» Material provided:
//! Australian postcode prefix regions.
//!
//! Each entry maps the first two digits of a postcode to the centre of the
//! metro area or region that prefix covers. Granularity is deliberately
//! coarse: every postcode sharing a prefix collapses onto the same point.

/// A static postcode prefix entry.
#[derive(Debug, Clone, Copy, PartialEq)]
pub struct PostalRegion {
    /// Two-digit postcode prefix (e.g. `"26"`).
    pub prefix: &'static str,
    /// Region centre latitude.
    pub latitude: f64,
    /// Region centre longitude.
    pub longitude: f64,
    /// Human-readable region name.
    pub place_name: &'static str,
}

const fn region(
    prefix: &'static str,
    latitude: f64,
    longitude: f64,
    place_name: &'static str,
) -> PostalRegion {
    PostalRegion {
        prefix,
        latitude,
        longitude,
        place_name,
    }
}

/// Prefix regions for NSW, ACT, VIC, QLD, SA, WA, TAS and NT.
pub const AUSTRALIAN_REGIONS: &[PostalRegion] = &[
    // NSW 2000-2999 (ACT shares 26xx and 29xx)
    region("20", -33.8688, 151.2093, "Sydney CBD"),
    region("21", -33.8688, 151.2093, "Sydney"),
    region("22", -33.8688, 151.2093, "Sydney"),
    region("23", -33.7488, 151.1873, "Parramatta"),
    region("24", -33.9173, 151.2313, "Kingsford"),
    region("25", -33.7969, 151.2849, "Ryde"),
    region("26", -35.2809, 149.1300, "Canberra"),
    region("27", -31.9523, 115.8613, "Central Coast"),
    region("28", -32.9267, 151.7789, "Newcastle"),
    region("29", -35.2809, 149.1300, "Canberra"),
    // VIC 3000-3999
    region("30", -37.8136, 144.9631, "Melbourne CBD"),
    region("31", -37.8136, 144.9631, "Melbourne"),
    region("32", -37.8136, 144.9631, "Melbourne"),
    region("33", -37.8683, 145.2036, "Outer Melbourne"),
    region("34", -38.1499, 144.3617, "Geelong"),
    region("35", -36.3704, 146.9294, "Shepparton"),
    region("36", -37.5622, 143.8503, "Ballarat"),
    region("37", -38.3834, 142.1958, "Warrnambool"),
    region("38", -37.5622, 143.8503, "Regional VIC"),
    region("39", -37.5622, 143.8503, "Regional VIC"),
    // QLD 4000-4999
    region("40", -27.4705, 153.0260, "Brisbane CBD"),
    region("41", -27.4705, 153.0260, "Brisbane"),
    region("42", -27.4705, 153.0260, "Brisbane"),
    region("43", -28.0167, 153.4000, "Gold Coast"),
    region("44", -19.2590, 146.8169, "Townsville"),
    region("45", -26.6507, 153.0663, "Sunshine Coast"),
    region("46", -23.3431, 150.5145, "Rockhampton"),
    region("47", -16.9186, 145.7781, "Cairns"),
    region("48", -27.5614, 151.9539, "Toowoomba"),
    region("49", -20.7264, 139.4927, "Mount Isa"),
    // SA 5000-5799
    region("50", -34.9285, 138.6007, "Adelaide CBD"),
    region("51", -34.9285, 138.6007, "Adelaide"),
    region("52", -34.9285, 138.6007, "Adelaide"),
    region("53", -34.7348, 138.5233, "Elizabeth"),
    region("54", -35.1206, 138.5107, "Port Adelaide"),
    region("55", -35.4734, 138.5213, "Victor Harbor"),
    region("56", -34.7213, 138.5255, "Murray Bridge"),
    region("57", -32.4935, 137.7835, "Port Augusta"),
    // WA 6000-6797
    region("60", -31.9505, 115.8605, "Perth CBD"),
    region("61", -31.9505, 115.8605, "Perth"),
    region("62", -31.9505, 115.8605, "Perth"),
    region("63", -32.0391, 115.7439, "Fremantle"),
    region("64", -33.3264, 115.6366, "Bunbury"),
    region("65", -34.9601, 117.8828, "Albany"),
    region("66", -28.7775, 114.6120, "Geraldton"),
    region("67", -20.3100, 118.5741, "Broome"),
    // TAS 7000-7799
    region("70", -42.8821, 147.3272, "Hobart"),
    region("71", -41.4332, 147.1441, "Launceston"),
    region("72", -41.1910, 145.5311, "Burnie"),
    region("73", -42.1500, 145.1400, "Queenstown"),
    // NT 0800-0899
    region("08", -12.4634, 130.8456, "Darwin"),
    region("09", -23.6980, 133.8807, "Alice Springs"),
];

» Exercise brief: The entries above must be output exactly, with every line preserved.

» Answer section:
//! Australian postcode prefix regions.
//!
//! Each entry maps the first two digits of a postcode to the centre of the
//! metro area or region that prefix covers. Granularity is deliberately
//! coarse: every postcode sharing a prefix collapses onto the same point.

/// A static postcode prefix entry.
#[derive(Debug, Clone, Copy, PartialEq)]
pub struct PostalRegion {
    /// Two-digit postcode prefix (e.g. `"26"`).
    pub prefix: &'static str,
    /// Region centre latitude.
    pub latitude: f64,
    /// Region centre longitude.
    pub longitude: f64,
    /// Human-readable region name.
    pub place_name: &'static str,
}

const fn region(
    prefix: &'static str,
    latitude: f64,
    longitude: f64,
    place_name: &'static str,
) -> PostalRegion {
    PostalRegion {
        prefix,
        latitude,
        longitude,
        place_name,
    }
}

/// Prefix regions for NSW, ACT, VIC, QLD, SA, WA, TAS and NT.
pub const AUSTRALIAN_REGIONS: &[PostalRegion] = &[
    // NSW 2000-2999 (ACT shares 26xx and 29xx)
    region("20", -33.8688, 151.2093, "Sydney CBD"),
    region("21", -33.8688, 151.2093, "Sydney"),
    region("22", -33.8688, 151.2093, "Sydney"),
    region("23", -33.7488, 151.1873, "Parramatta"),
    region("24", -33.9173, 151.2313, "Kingsford"),
    region("25", -33.7969, 151.2849, "Ryde"),
    region("26", -35.2809, 149.1300, "Canberra"),
    region("27", -31.9523, 115.8613, "Central Coast"),
    region("28", -32.9267, 151.7789, "Newcastle"),
    region("29", -35.2809, 149.1300, "Canberra"),
    // VIC 3000-3999
    region("30", -37.8136, 144.9631, "Melbourne CBD"),
    region("31", -37.8136, 144.9631, "Melbourne"),
    region("32", -37.8136, 144.9631, "Melbourne"),
    region("33", -37.8683, 145.2036, "Outer Melbourne"),
    region("34", -38.1499, 144.3617, "Geelong"),
    region("35", -36.3704, 146.9294, "Shepparton"),
    region("36", -37.5622, 143.8503, "Ballarat"),
    region("37", -38.3834, 142.1958, "Warrnambool"),
    region("38", -37.5622, 143.8503, "Regional VIC"),
    region("39", -37.5622, 143.8503, "Regional VIC"),
    // QLD 4000-4999
    region("40", -27.4705, 153.0260, "Brisbane CBD"),
    region("41", -27.4705, 153.0260, "Brisbane"),
    region("42", -27.4705, 153.0260, "Brisbane"),
    region("43", -28.0167, 153.4000, "Gold Coast"),
    region("44", -19.2590, 146.8169, "Townsville"),
    region("45", -26.6507, 153.0663, "Sunshine Coast"),
    region("46", -23.3431, 150.5145, "Rockhampton"),
    region("47", -16.9186, 145.7781, "Cairns"),
    region("48", -27.5614, 151.9539, "Toowoomba"),
    region("49", -20.7264, 139.4927, "Mount Isa"),
    // SA 5000-5799
    region("50", -34.9285, 138.6007, "Adelaide CBD"),
    region("51", -34.9285, 138.6007, "Adelaide"),
    region("52", -34.9285, 138.6007, "Adelaide"),
    region("53", -34.7348, 138.5233, "Elizabeth"),
    region("54", -35.1206, 138.5107, "Port Adelaide"),
    region("55", -35.4734, 138.5213, "Victor Harbor"),
    region("56", -34.7213, 138.5255, "Murray Bridge"),
    region("57", -32.4935, 137.7835, "Port Augusta"),
    // WA 6000-6797
    region("60", -31.9505, 115.8605, "Perth CBD"),
    region("61", -31.9505, 115.8605, "Perth"),
    region("62", -31.9505, 115.8605, "Perth"),
    region("63", -32.0391, 115.7439, "Fremantle"),
    region("64", -33.3264, 115.6366, "Bunbury"),
    region("65", -34.9601, 117.8828, "Albany"),
    region("66", -28.7775, 114.6120, "Geraldton"),
    region("67", -20.3100, 118.5741, "Broome"),
    // TAS 7000-7799
    region("70", -42.8821, 147.3272, "Hobart"),
    region("71", -41.4332, 147.1441, "Launceston"),
    region("72", -41.1910, 145.5311, "Burnie"),
    region("73", -42.1500, 145.1400, "Queenstown"),
    // NT 0800-0899
    region("08", -12.4634, 130.8456, "Darwin"),
    region("09", -23.6980, 133.8807, "Alice Springs"),
];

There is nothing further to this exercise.